One more for the saw slot first. One of the issues with type bit is that it has a hard time getting rid of the chips so lots of them get recycled in the cut and generate a lot of heat. The saw slot will also give it air to cool itself with. I worked at a place once that used a proprietary bit to fit a plastic clip into for attaching kick boards. The saw slot extended the life of the bit times 3.


----------



## CharlesWebster (Nov 24, 2015)

I pre-cut the 1/4" slot with a 1/4" router bit, then without changing the fence location replaced it with the slot-cutter.

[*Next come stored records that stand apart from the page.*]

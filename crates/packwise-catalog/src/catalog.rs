//! # Item Catalog
//!
//! [`ItemCatalog`] is an immutable registry: it is either built in code by
//! [`ItemCatalog::builtin`] or deserialized from a host-supplied document and
//! passed through [`ItemCatalog::validated`]. Nothing mutates it afterwards.

use std::collections::BTreeMap;

use packwise_core::{CatalogError, ItemQuantityRule};
use serde::{Deserialize, Serialize};

use crate::section::CatalogSection;

/// Items of one catalog category, keyed by item name.
pub type CatalogCategory = BTreeMap<String, ItemQuantityRule>;

/// Categories of one catalog section, keyed by category key.
pub type SectionItems = BTreeMap<String, CatalogCategory>;

/// The full item catalog.
#[derive(Debug, Clone, PartialEq, Default, Serialize, Deserialize)]
#[serde(deny_unknown_fields)]
pub struct ItemCatalog {
    #[serde(default)]
    essentials: SectionItems,
    #[serde(default)]
    seasonal: SectionItems,
    #[serde(default)]
    transportation: SectionItems,
    #[serde(default)]
    accommodation: SectionItems,
    #[serde(default)]
    activities: SectionItems,
    #[serde(default)]
    special_needs: SectionItems,
}

impl ItemCatalog {
    /// The built-in catalog, validated.
    ///
    /// # Errors
    ///
    /// Returns [`CatalogError::InvalidItemRule`] if any built-in entry is
    /// inconsistent.
    pub fn builtin() -> Result<Self, CatalogError> {
        let catalog = Self {
            essentials: crate::builtin::essentials(),
            seasonal: crate::builtin::seasonal(),
            transportation: crate::builtin::transportation(),
            accommodation: crate::builtin::accommodation(),
            activities: crate::builtin::activities(),
            special_needs: crate::builtin::special_needs(),
        };
        catalog.validated()
    }

    /// Validate a catalog and hand it back.
    pub fn validated(self) -> Result<Self, CatalogError> {
        self.validate()?;
        tracing::debug!(
            categories = self.category_count(),
            items = self.item_count(),
            "item catalog validated"
        );
        Ok(self)
    }

    /// Check every item rule.
    ///
    /// # Errors
    ///
    /// Returns the first [`CatalogError::InvalidItemRule`] in section, then
    /// category, then item order.
    pub fn validate(&self) -> Result<(), CatalogError> {
        for (section, category, name, rule) in self.entries() {
            rule.check().map_err(|reason| CatalogError::InvalidItemRule {
                section: section.as_str().to_string(),
                category: category.to_string(),
                item: name.to_string(),
                reason,
            })?;
        }
        Ok(())
    }

    /// All categories of one section.
    pub fn section(&self, section: CatalogSection) -> &SectionItems {
        match section {
            CatalogSection::Essentials => &self.essentials,
            CatalogSection::Seasonal => &self.seasonal,
            CatalogSection::Transportation => &self.transportation,
            CatalogSection::Accommodation => &self.accommodation,
            CatalogSection::Activities => &self.activities,
            CatalogSection::SpecialNeeds => &self.special_needs,
        }
    }

    /// Look up one category, or `None` when absent.
    pub fn category(&self, section: CatalogSection, key: &str) -> Option<&CatalogCategory> {
        self.section(section).get(key)
    }

    /// Whether `section` holds a category named `key`.
    pub fn has_category(&self, section: CatalogSection, key: &str) -> bool {
        self.section(section).contains_key(key)
    }

    /// Look up one item rule.
    pub fn item(
        &self,
        section: CatalogSection,
        key: &str,
        name: &str,
    ) -> Option<&ItemQuantityRule> {
        self.category(section, key)?.get(name)
    }

    /// Iterate every entry as `(section, category, item, rule)`.
    pub fn entries(
        &self,
    ) -> impl Iterator<Item = (CatalogSection, &str, &str, &ItemQuantityRule)> {
        CatalogSection::all().iter().flat_map(move |section| {
            self.section(*section).iter().flat_map(move |(category, items)| {
                items
                    .iter()
                    .map(move |(name, rule)| (*section, category.as_str(), name.as_str(), rule))
            })
        })
    }

    /// Number of categories across all sections.
    pub fn category_count(&self) -> usize {
        CatalogSection::all()
            .iter()
            .map(|s| self.section(*s).len())
            .sum()
    }

    /// Number of item entries across all sections.
    pub fn item_count(&self) -> usize {
        self.entries().count()
    }
}

#[cfg(test)]
mod tests {
    use super::*;

    #[test]
    fn builtin_catalog_is_valid() {
        let catalog = ItemCatalog::builtin().unwrap();
        assert!(catalog.validate().is_ok());
        assert!(catalog.item_count() > 100);
    }

    #[test]
    fn builtin_essentials_cover_core_categories() {
        let catalog = ItemCatalog::builtin().unwrap();
        for key in ["documents", "clothes", "toiletries", "electronics", "health"] {
            assert!(
                catalog.has_category(CatalogSection::Essentials, key),
                "missing essentials/{key}"
            );
        }
        let passport = catalog
            .item(CatalogSection::Essentials, "documents", "Passport/ID")
            .unwrap();
        assert!(passport.essential);
        assert_eq!(passport.quantity_for(3), 1);
    }

    #[test]
    fn every_mode_and_activity_has_a_category() {
        use packwise_core::{Accommodation, Activity, Transportation, Vocabulary};
        let catalog = ItemCatalog::builtin().unwrap();
        for mode in Transportation::all() {
            assert!(catalog.has_category(CatalogSection::Transportation, mode.as_str()));
        }
        for mode in Accommodation::all() {
            assert!(catalog.has_category(CatalogSection::Accommodation, mode.as_str()));
        }
        for activity in Activity::all() {
            assert!(catalog.has_category(CatalogSection::Activities, activity.as_str()));
        }
    }

    #[test]
    fn no_multiplier_is_negative() {
        let catalog = ItemCatalog::builtin().unwrap();
        assert!(catalog.entries().all(|(_, _, _, rule)| rule.multiplier >= 0.0));
    }

    #[test]
    fn missing_lookups_return_none() {
        let catalog = ItemCatalog::builtin().unwrap();
        assert!(catalog.category(CatalogSection::Activities, "bungee").is_none());
        assert!(catalog
            .item(CatalogSection::Essentials, "documents", "Unicorn")
            .is_none());
    }

    #[test]
    fn validated_rejects_inverted_bounds() {
        let json = r#"{
            "essentials": {
                "clothes": {
                    "Socks": { "multiplier": 1.0, "min": 5, "max": 2 }
                }
            }
        }"#;
        let catalog: ItemCatalog = serde_json::from_str(json).unwrap();
        let err = catalog.validated().unwrap_err();
        match err {
            CatalogError::InvalidItemRule {
                section,
                category,
                item,
                ..
            } => {
                assert_eq!(section, "essentials");
                assert_eq!(category, "clothes");
                assert_eq!(item, "Socks");
            }
            other => panic!("unexpected error: {other}"),
        }
    }

    #[test]
    fn override_catalog_loads_from_yaml() {
        let yaml = r#"
essentials:
  documents:
    Passport/ID: { multiplier: 0.0, essential: true }
special_needs:
  pets:
    Dog leash: { multiplier: 0.0 }
"#;
        let catalog: ItemCatalog = serde_yaml::from_str(yaml).unwrap();
        let catalog = catalog.validated().unwrap();
        assert_eq!(catalog.item_count(), 2);
        assert!(catalog.has_category(CatalogSection::SpecialNeeds, "pets"));
        assert!(catalog.section(CatalogSection::Seasonal).is_empty());
    }

    #[test]
    fn unknown_sections_are_rejected() {
        let json = r#"{ "souvenirs": {} }"#;
        assert!(serde_json::from_str::<ItemCatalog>(json).is_err());
    }
}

And, yes chip removal is an issue if you don't precut the slot.


----------



## JFPNCM (Dec 13, 2009)

Most definitely cut the slot first. 

I over heard a discussion at the register in the local Rockler store where a chap buying a T-slot bit was asked how we was going to cut the slot. He was a bit surprised by the question as he just assumed the bit would handle the entire job. The clerk was kind and pointed out that the only cutters on that bit were at the tip for the T per se. He added an upcut spiral to his collection. I asked the cashier later if that was a common oversight and he advised that they routinely ask that question now as several customers had returned with badly burned T bits and/or complaints of failure to cut.


----------



## Herb Stoops (Aug 28, 2012)

JFPNCM said:


> Most definitely cut the slot first.
> 
> I over heard a discussion at the register in the local Rockler store where a chap buying a T-slot bit was asked how we was going to cut the slot. He was a bit surprised by the question as he just assumed the bit would handle the entire job. The clerk was kind and pointed out that the only cutters on that bit were at the tip for the T per se. He added an upcut spiral to his collection. I asked the cashier later if that was a common oversight and he advised that they routinely ask that question now as several customers had returned with badly burned T bits and/or complaints of failure to cut.


VOE, in my early days of using a router table I went thru 3 bits in a hurry and never used that kind of bit again. Same thing chuck them up go 3"-4", Bing the bit was gone. and an ugly slot burned around the edges.
That is a problem for a beginner is that the bits come with no instructions on how to use them. I have seen recently notices "to use in router table only" on the packaging of the larger bits.

I have never seen a notice on the package of a "T" slot bit, or a ball slot bit to cut the slot first.

Herb


----------



## Oakwerks (May 9, 2013)

Hmmm.... Never thought of cutting a slot first.... I always run the bit a few inches and back it out to clear the chips...
This has always worked ok, and never harmed the bit.... The slot is clean with no burning....
But I will change my method in the future.... Just makes sense....


----------



## JIMMIEM (Apr 4, 2010)

I'll cut the channel on the table saw, then use a straight 1/4" bit on the router table to widen the channel, then finish up with the T-slot bit. This should be the least stressful for the T-sot bit.


----------



## JFPNCM (Dec 13, 2009)

@Herb Stoops

I've never seen a notice on 1 either. Nice to know that the Rockler shop is thinking.


----------



## JIMMIEM (Apr 4, 2010)

I cut the channel on the table saw and then used the t-slot cutter on the router table......worked like a charm. Thanks to all for your advice.


----------



## PhilBa (Sep 25, 2014)

CharlesWebster said:


> I pre-cut the 1/4" slot with a 1/4" router bit, then without changing the fence location replaced it with the slot-cutter.
> 
> And, yes chip removal is an issue if you don't precut the slot.


Yeah, that is how I do it. No issues with aligning the slot to the fence - just change the router bit and go. You do need to go a bit slow when cutting the slot first, especially if you are using a solid carbide spiral.


----------



## Cherryville Chuck (Sep 28, 2010)

Jim you don't have to have the saw cut dead centre for it to work better, you just need to have it within the slot that the bit will cut so that can save you some set up time not trying to perfect something that doesn't need perfection.


----------